Serum levels of proinflammatory and anti-inflammatory markers in asymptomatic, TIA and stroke patients of <30, 30–90, 90–180 and >180 days measured by ELISA. (A and D) B1R levels of plaques in stroke patients of <30, 30–90, 90–180 and >180 days compared with asymptomatic or TIA patients. (B and E) IL-6 levels of plaques in stroke patients compared with asymptomatic or TIA patients. (C and F) IL-10 levels of plaques in stroke patients compared with asymptomatic or TIA patients. Compared with asymptomatic group, stroke patients showed increased B1R and IL-6 levels at <30 days and this increased serum B1R and IL-6 levels tended to decline after stroke from 30–90 to >180 days. By contrast, the anti- inflammatory marker IL-10 levels were gradually upregulated in stroke patients in spatiotemporal course from<30 days to >180 days. (*P<0.05, ***P<0.001 vs. asymptomatic or TIA group).

Figure 3.

Immunohistochemical results. (A) Representative immunohistochemical images of B1R, IL-6 and IL-10 in plaques of asymptomatic, TIA and stroke patients of <30, 30–90, 90–180 and >180 days. (B) Quantification of immunohistochemistry analysis of B1R, IL-6 and IL-10 staining of section from asymptomatic, TIA and stroke patients of <30, 30–90, 90–180 and >180 days.

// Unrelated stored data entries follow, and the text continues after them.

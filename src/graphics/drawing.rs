use super::*;

impl GraphicsContext {
    /// Fills `rect` on `target`. Rectangles with no area draw nothing.
    pub fn fill_rectangle(
        &self,
        target: &mut dyn RenderTarget,
        color: Color,
        rect: RectF,
    ) -> Result<()> {
        if rect.is_empty() {
            return Ok(());
        }
        let Some(clip) = self.device_clip_rects() else {
            return Ok(());
        };
        let mut corners = rect.corners();
        self.space.world_to_device().transform_points(&mut corners);
        target.fill_polygon(&corners, color, &clip);
        Ok(())
    }

    pub fn fill_rectangles(
        &self,
        target: &mut dyn RenderTarget,
        color: Color,
        rects: &[RectF],
    ) -> Result<()> {
        if rects.is_empty() {
            return Err(GraphicsError::invalid("rects", "at least one rectangle is required"));
        }
        for rect in rects {
            self.fill_rectangle(target, color, *rect)?;
        }
        Ok(())
    }

    pub fn fill_polygon(
        &self,
        target: &mut dyn RenderTarget,
        color: Color,
        points: &[PointF],
    ) -> Result<()> {
        check_point_count(points, 2)?;
        let Some(clip) = self.device_clip_rects() else {
            return Ok(());
        };
        target.fill_polygon(&self.to_device(points), color, &clip);
        Ok(())
    }

    /// Strokes connected line segments through `points`.
    pub fn draw_lines(
        &self,
        target: &mut dyn RenderTarget,
        pen: &Pen,
        points: &[PointF],
    ) -> Result<()> {
        self.stroke_polyline(target, pen, points, false)
    }

    pub fn draw_polygon(
        &self,
        target: &mut dyn RenderTarget,
        pen: &Pen,
        points: &[PointF],
    ) -> Result<()> {
        self.stroke_polyline(target, pen, points, true)
    }

    /// Strokes cubic Béziers. `points` holds a start point and three points per
    /// segment, so its length must be `4 + 3n`.
    pub fn draw_beziers(
        &self,
        target: &mut dyn RenderTarget,
        pen: &Pen,
        points: &[PointF],
    ) -> Result<()> {
        check_point_count(points, 4)?;
        if (points.len() - 1) % 3 != 0 {
            return Err(GraphicsError::invalid(
                "points",
                format!("bezier point count must be 4 + 3n, got {}", points.len()),
            ));
        }
        let Some(clip) = self.stroke_clip_rects(pen) else {
            return Ok(());
        };
        target.stroke_beziers(&self.to_device(points), pen, &clip);
        Ok(())
    }

    pub fn draw_curve(
        &self,
        target: &mut dyn RenderTarget,
        pen: &Pen,
        points: &[PointF],
        tension: f32,
    ) -> Result<()> {
        check_point_count(points, 2)?;
        let Some(clip) = self.stroke_clip_rects(pen) else {
            return Ok(());
        };
        target.stroke_curve(&self.to_device(points), pen, tension, &clip);
        Ok(())
    }

    /// Strokes `segments` segments of the curve through `points`, starting at
    /// the point at `offset`.
    pub fn draw_curve_segment(
        &self,
        target: &mut dyn RenderTarget,
        pen: &Pen,
        points: &[PointF],
        offset: usize,
        segments: usize,
        tension: f32,
    ) -> Result<()> {
        check_point_count(points, 2)?;
        if segments == 0 {
            return Err(GraphicsError::invalid(
                "segments",
                "at least one segment is required",
            ));
        }
        let end = offset.saturating_add(segments);
        if end >= points.len() {
            return Err(GraphicsError::invalid(
                "offset",
                format!(
                    "offset {offset} with {segments} segments exceeds {} points",
                    points.len()
                ),
            ));
        }
        let Some(clip) = self.stroke_clip_rects(pen) else {
            return Ok(());
        };
        target.stroke_curve(&self.to_device(&points[offset..=end]), pen, tension, &clip);
        Ok(())
    }

    /// Measures `text` laid out in `layout_area` (world units). Empty text
    /// measures as zero without consulting `measurer`.
    pub fn measure_string(
        &self,
        measurer: &mut dyn TextMeasurer,
        text: &str,
        font: &FontSpec,
        layout_area: SizeF,
        format: &StringFormat,
    ) -> Result<TextMetrics> {
        if font.family.is_empty() {
            return Err(GraphicsError::null("font.family"));
        }
        if !(font.size > 0.0 && font.size.is_finite()) {
            return Err(GraphicsError::invalid(
                "font",
                format!("font size must be positive, got {}", font.size),
            ));
        }
        if text.is_empty() {
            return Ok(TextMetrics::default());
        }
        Ok(measurer.measure_string(text, font, layout_area, format, self.text_rendering_hint()))
    }

    fn stroke_polyline(
        &self,
        target: &mut dyn RenderTarget,
        pen: &Pen,
        points: &[PointF],
        closed: bool,
    ) -> Result<()> {
        check_point_count(points, 2)?;
        let Some(clip) = self.stroke_clip_rects(pen) else {
            return Ok(());
        };
        target.stroke_polyline(&self.to_device(points), pen, closed, &clip);
        Ok(())
    }

    fn to_device(&self, points: &[PointF]) -> Vec<PointF> {
        let mut device = points.to_vec();
        self.space.world_to_device().transform_points(&mut device);
        device
    }

    /// The visible clip as device rectangles, or `None` when nothing can be
    /// drawn.
    fn device_clip_rects(&self) -> Option<Vec<RectF>> {
        let visible = self.visible_device_region();
        if visible.is_empty() {
            return None;
        }
        Some(visible.rects())
    }

    /// Like [`Self::device_clip_rects`], but also `None` for an invisible pen.
    fn stroke_clip_rects(&self, pen: &Pen) -> Option<Vec<RectF>> {
        if pen.is_invisible() {
            return None;
        }
        self.device_clip_rects()
    }
}

fn check_point_count(points: &[PointF], minimum: usize) -> Result<()> {
    if points.len() < minimum {
        return Err(GraphicsError::invalid(
            "points",
            format!("at least {minimum} points are required, got {}", points.len()),
        ));
    }
    Ok(())
}
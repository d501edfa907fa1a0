//! Coordinate transforms and clip regions for a 2D drawing context.
//!
//! ```
//! use clipframe::{CombineMode, ContextConfig, GraphicsContext, RectF};
//!
//! let mut context = GraphicsContext::new(ContextConfig::new(16, 16));
//! context.set_clip_rect(RectF::new(0.0, 0.0, 8.0, 8.0), CombineMode::Replace);
//! context.translate_transform(8.0, 8.0);
//! assert_eq!(context.clip_bounds()?, RectF::new(-8.0, -8.0, 8.0, 8.0));
//! # Ok::<(), clipframe::GraphicsError>(())
//! ```

mod color;
mod coordinate_space;
mod error;
mod geometry;
mod graphics;
mod matrix;
mod pen;
mod region;
mod surface;

pub use color::Color;
pub use coordinate_space::{CoordinateSpace, CoordinateSpaceStack, GraphicsUnit};
pub use error::{GraphicsError, Result};
pub use geometry::{PointF, RectF, SizeF};
pub use graphics::{
    CompositingMode, CompositingQuality, ContextConfig, GraphicsContainer, GraphicsContext,
    GraphicsState, InterpolationMode, PixelOffsetMode, RenderingModes, SmoothingMode,
    TextRenderingHint, DEFAULT_DPI, MAX_TEXT_CONTRAST,
};
pub use matrix::{Matrix2D, MatrixOrder};
pub use pen::Pen;
pub use region::{CombineMode, Region, INFINITE_BOUNDS, INFINITE_MIN, INFINITE_SIZE};
pub use surface::{
    FontSpec, PixelSurface, RecordedCommand, RecordingTarget, RenderTarget, StringAlignment,
    StringFormat, TextMeasurer, TextMetrics,
};
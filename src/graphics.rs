use std::sync::Arc;

use tracing::{debug, warn};

use crate::coordinate_space::{CoordinateSpace, CoordinateSpaceStack, GraphicsUnit};
use crate::error::{GraphicsError, Result};
use crate::geometry::{PointF, RectF, SizeF};
use crate::matrix::{Matrix2D, MatrixOrder};
use crate::region::{CombineMode, Region};
use crate::surface::{
    FontSpec, PixelSurface, RenderTarget, StringFormat, TextMeasurer, TextMetrics,
};
use crate::{Color, Pen};

mod clip;
mod drawing;
mod modes;
mod state;
mod transform;

pub use modes::{
    CompositingMode, CompositingQuality, InterpolationMode, PixelOffsetMode, RenderingModes,
    SmoothingMode, TextRenderingHint, MAX_TEXT_CONTRAST,
};
pub use state::{GraphicsContainer, GraphicsState};

/// Default resolution of a context in dots per inch.
pub const DEFAULT_DPI: f32 = 96.0;

/// Construction parameters of a [`GraphicsContext`].
///
/// ```
/// use clipframe::{ContextConfig, GraphicsContext};
///
/// let context = GraphicsContext::new(ContextConfig::new(640, 480).with_dpi(120.0, 120.0));
/// assert_eq!(context.dpi(), (120.0, 120.0));
/// ```
#[derive(Debug, Clone, Copy, PartialEq)]
pub struct ContextConfig {
    pub width: u32,
    pub height: u32,
    pub dpi_x: f32,
    pub dpi_y: f32,
}

impl ContextConfig {
    pub fn new(width: u32, height: u32) -> Self {
        Self {
            width,
            height,
            dpi_x: DEFAULT_DPI,
            dpi_y: DEFAULT_DPI,
        }
    }

    /// Sizes the context after an existing raster.
    pub fn for_surface(surface: &dyn PixelSurface) -> Self {
        Self::new(surface.width(), surface.height())
    }

    pub fn with_dpi(mut self, dpi_x: f32, dpi_y: f32) -> Self {
        self.dpi_x = dpi_x;
        self.dpi_y = dpi_y;
        self
    }

    /// The surface rectangle in device pixels.
    pub fn device_bounds(&self) -> RectF {
        RectF::new(0.0, 0.0, self.width as f32, self.height as f32)
    }
}

/// Identity of a context, shared with the tokens it hands out.
#[derive(Debug)]
pub(crate) struct ContextKey;

/// Drawing state for one surface: transforms, clipping and rendering modes.
///
/// Geometry passed in is in world space. The clip is kept in device space so
/// that later transform changes move the reported clip bounds rather than the
/// clipped pixels.
#[derive(Debug)]
pub struct GraphicsContext {
    key: Arc<ContextKey>,
    config: ContextConfig,
    space: CoordinateSpaceStack,
    /// Clip in device space.
    clip: Region,
    /// Clip inherited from enclosing containers, in device space. Infinite
    /// outside any container.
    container_clip: Region,
    modes: RenderingModes,
}

impl GraphicsContext {
    pub fn new(config: ContextConfig) -> Self {
        debug!(
            width = config.width,
            height = config.height,
            dpi_x = config.dpi_x,
            dpi_y = config.dpi_y,
            "creating graphics context"
        );
        Self {
            key: Arc::new(ContextKey),
            config,
            space: CoordinateSpaceStack::new(config.dpi_x, config.dpi_y),
            clip: Region::new(),
            container_clip: Region::new(),
            modes: RenderingModes::default(),
        }
    }

    pub fn config(&self) -> &ContextConfig {
        &self.config
    }

    pub fn dpi(&self) -> (f32, f32) {
        self.space.dpi()
    }

    pub fn coordinate_space(&self) -> &CoordinateSpaceStack {
        &self.space
    }

    pub fn modes(&self) -> &RenderingModes {
        &self.modes
    }

    pub fn page_unit(&self) -> GraphicsUnit {
        self.space.page_unit()
    }

    /// Fails for [`GraphicsUnit::World`].
    pub fn set_page_unit(&mut self, unit: GraphicsUnit) -> Result<()> {
        self.space.set_page_unit(unit)
    }

    pub fn page_scale(&self) -> f32 {
        self.space.page_scale()
    }

    /// Fails unless `scale` is positive and finite.
    pub fn set_page_scale(&mut self, scale: f32) -> Result<()> {
        self.space.set_page_scale(scale)
    }

    pub fn compositing_mode(&self) -> CompositingMode {
        self.modes.compositing_mode
    }

    pub fn set_compositing_mode(&mut self, mode: CompositingMode) {
        self.modes.compositing_mode = mode;
    }

    pub fn compositing_quality(&self) -> CompositingQuality {
        self.modes.compositing_quality
    }

    pub fn set_compositing_quality(&mut self, quality: CompositingQuality) {
        self.modes.compositing_quality = quality;
    }

    pub fn interpolation_mode(&self) -> InterpolationMode {
        self.modes.interpolation_mode
    }

    pub fn set_interpolation_mode(&mut self, mode: InterpolationMode) {
        self.modes.interpolation_mode = mode;
    }

    pub fn smoothing_mode(&self) -> SmoothingMode {
        self.modes.smoothing_mode
    }

    pub fn set_smoothing_mode(&mut self, mode: SmoothingMode) {
        self.modes.smoothing_mode = mode;
    }

    pub fn pixel_offset_mode(&self) -> PixelOffsetMode {
        self.modes.pixel_offset_mode
    }

    pub fn set_pixel_offset_mode(&mut self, mode: PixelOffsetMode) {
        self.modes.pixel_offset_mode = mode;
    }

    pub fn text_rendering_hint(&self) -> TextRenderingHint {
        self.modes.text_rendering_hint
    }

    pub fn set_text_rendering_hint(&mut self, hint: TextRenderingHint) {
        self.modes.text_rendering_hint = hint;
    }

    pub fn text_contrast(&self) -> u32 {
        self.modes.text_contrast
    }

    /// Gamma correction for antialiased text, `0..=12`.
    pub fn set_text_contrast(&mut self, contrast: u32) -> Result<()> {
        if contrast > MAX_TEXT_CONTRAST {
            return Err(GraphicsError::invalid(
                "contrast",
                format!("text contrast must be at most {MAX_TEXT_CONTRAST}, got {contrast}"),
            ));
        }
        self.modes.text_contrast = contrast;
        Ok(())
    }

    pub fn rendering_origin(&self) -> (i32, i32) {
        self.modes.rendering_origin
    }

    pub fn set_rendering_origin(&mut self, origin: (i32, i32)) {
        self.modes.rendering_origin = origin;
    }

    /// Converts `points` in place between coordinate spaces.
    pub fn transform_points(
        &self,
        destination: CoordinateSpace,
        source: CoordinateSpace,
        points: &mut [PointF],
    ) -> Result<()> {
        self.space.transform_points(destination, source, points)
    }

    /// Clip, container clip and surface bounds intersected, in device space.
    fn visible_device_region(&self) -> Region {
        let mut visible = Region::from_rect(self.config.device_bounds());
        visible.intersect(&self.container_clip);
        visible.intersect(&self.clip);
        visible
    }

    fn owns(&self, key: &Arc<ContextKey>) -> bool {
        Arc::ptr_eq(&self.key, key)
    }
}
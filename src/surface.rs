//! Collaborators a graphics context hands work to.
//!
//! The context owns coordinate spaces, clipping and state. Rasterizing
//! primitives, shaping text and storing pixels belong to the types behind
//! these traits. Every coordinate passed to a [`RenderTarget`] is already in
//! device space and every call carries the visible clip as device rectangles.

use crate::geometry::{PointF, RectF, SizeF};
use crate::graphics::TextRenderingHint;
use crate::{Color, Pen};

/// Receives primitives in device coordinates.
pub trait RenderTarget {
    fn fill_polygon(&mut self, points: &[PointF], color: Color, clip: &[RectF]);

    /// Strokes connected segments. `closed` joins the last point to the first.
    fn stroke_polyline(&mut self, points: &[PointF], pen: &Pen, closed: bool, clip: &[RectF]);

    /// Strokes cubic Béziers: a start point followed by three points per segment.
    fn stroke_beziers(&mut self, points: &[PointF], pen: &Pen, clip: &[RectF]);

    /// Strokes a cardinal spline through every point.
    fn stroke_curve(&mut self, points: &[PointF], pen: &Pen, tension: f32, clip: &[RectF]);
}

/// Font selection passed through to a [`TextMeasurer`].
#[derive(Debug, Clone, PartialEq)]
pub struct FontSpec {
    pub family: String,
    /// Em size in points.
    pub size: f32,
}

impl FontSpec {
    pub fn new(family: impl Into<String>, size: f32) -> Self {
        Self {
            family: family.into(),
            size,
        }
    }
}

#[derive(Debug, Clone, Copy, PartialEq, Eq, Default)]
pub enum StringAlignment {
    /// Align text to the start of the layout area.
    #[default]
    Near,
    Center,
    /// Align text to the end of the layout area.
    Far,
}

/// Layout flags for measuring text.
#[derive(Debug, Clone, Copy, PartialEq, Eq, Default)]
pub struct StringFormat {
    pub alignment: StringAlignment,
    pub line_alignment: StringAlignment,
    /// Keep the text on a single line even if it overflows the layout width.
    pub no_wrap: bool,
}

/// Result of a text measurement, in world units.
#[derive(Debug, Clone, Copy, PartialEq, Default)]
pub struct TextMetrics {
    pub size: SizeF,
    pub characters_fitted: usize,
    pub lines_filled: usize,
}

pub trait TextMeasurer {
    fn measure_string(
        &mut self,
        text: &str,
        font: &FontSpec,
        layout_area: SizeF,
        format: &StringFormat,
        hint: TextRenderingHint,
    ) -> TextMetrics;
}

/// A raster a context can be created for.
pub trait PixelSurface {
    fn width(&self) -> u32;
    fn height(&self) -> u32;
    fn get_pixel(&self, x: u32, y: u32) -> Option<Color>;
    fn set_pixel(&mut self, x: u32, y: u32, color: Color);
}

/// One call received by a [`RecordingTarget`].
#[derive(Debug, Clone, PartialEq)]
pub enum RecordedCommand {
    FillPolygon {
        points: Vec<PointF>,
        color: Color,
        clip: Vec<RectF>,
    },
    StrokePolyline {
        points: Vec<PointF>,
        pen: Pen,
        closed: bool,
        clip: Vec<RectF>,
    },
    StrokeBeziers {
        points: Vec<PointF>,
        pen: Pen,
        clip: Vec<RectF>,
    },
    StrokeCurve {
        points: Vec<PointF>,
        pen: Pen,
        tension: f32,
        clip: Vec<RectF>,
    },
}

impl RecordedCommand {
    pub fn points(&self) -> &[PointF] {
        match self {
            RecordedCommand::FillPolygon { points, .. }
            | RecordedCommand::StrokePolyline { points, .. }
            | RecordedCommand::StrokeBeziers { points, .. }
            | RecordedCommand::StrokeCurve { points, .. } => points,
        }
    }

    pub fn clip(&self) -> &[RectF] {
        match self {
            RecordedCommand::FillPolygon { clip, .. }
            | RecordedCommand::StrokePolyline { clip, .. }
            | RecordedCommand::StrokeBeziers { clip, .. }
            | RecordedCommand::StrokeCurve { clip, .. } => clip,
        }
    }
}

/// A [`RenderTarget`] that keeps every call it receives.
#[derive(Debug, Clone, Default)]
pub struct RecordingTarget {
    pub commands: Vec<RecordedCommand>,
}

impl RecordingTarget {
    pub fn new() -> Self {
        Self::default()
    }

    pub fn is_empty(&self) -> bool {
        self.commands.is_empty()
    }

    pub fn clear(&mut self) {
        self.commands.clear();
    }
}

impl RenderTarget for RecordingTarget {
    fn fill_polygon(&mut self, points: &[PointF], color: Color, clip: &[RectF]) {
        self.commands.push(RecordedCommand::FillPolygon {
            points: points.to_vec(),
            color,
            clip: clip.to_vec(),
        });
    }

    fn stroke_polyline(&mut self, points: &[PointF], pen: &Pen, closed: bool, clip: &[RectF]) {
        self.commands.push(RecordedCommand::StrokePolyline {
            points: points.to_vec(),
            pen: *pen,
            closed,
            clip: clip.to_vec(),
        });
    }

    fn stroke_beziers(&mut self, points: &[PointF], pen: &Pen, clip: &[RectF]) {
        self.commands.push(RecordedCommand::StrokeBeziers {
            points: points.to_vec(),
            pen: *pen,
            clip: clip.to_vec(),
        });
    }

    fn stroke_curve(&mut self, points: &[PointF], pen: &Pen, tension: f32, clip: &[RectF]) {
        self.commands.push(RecordedCommand::StrokeCurve {
            points: points.to_vec(),
            pen: *pen,
            tension,
            clip: clip.to_vec(),
        });
    }
}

Percentage of positive staining area in each microscopic view (at 200x) showed that stroke plaques experienced initial increases of B1R and IL-6 contents at <30 days, and subsequent reduction from 30–90 to >180 days. However, a noticeable increase in IL-10 contents was found in stroke plaques from <30 to >180 days. (***P<0.001 vs. asymptomatic or TIA group). Scale bar: 100 µm.

Figure 4.

Serum B1R levels for predicting vulnerable plaque in patients of stroke groups. (A) Histological levels of B1R in individual patients were correlated with the serum values of B1R in Stroke groups of <30, 30–90, 90–180 and >180 days (r=0.54, P<0.001). The regression curve line and significance values are shown in the plots. (B) Receiver-operating curve of B1R level for predicting vulnerable plaque in patients. The area under the curve of B1R levels were obtained from stroke patients.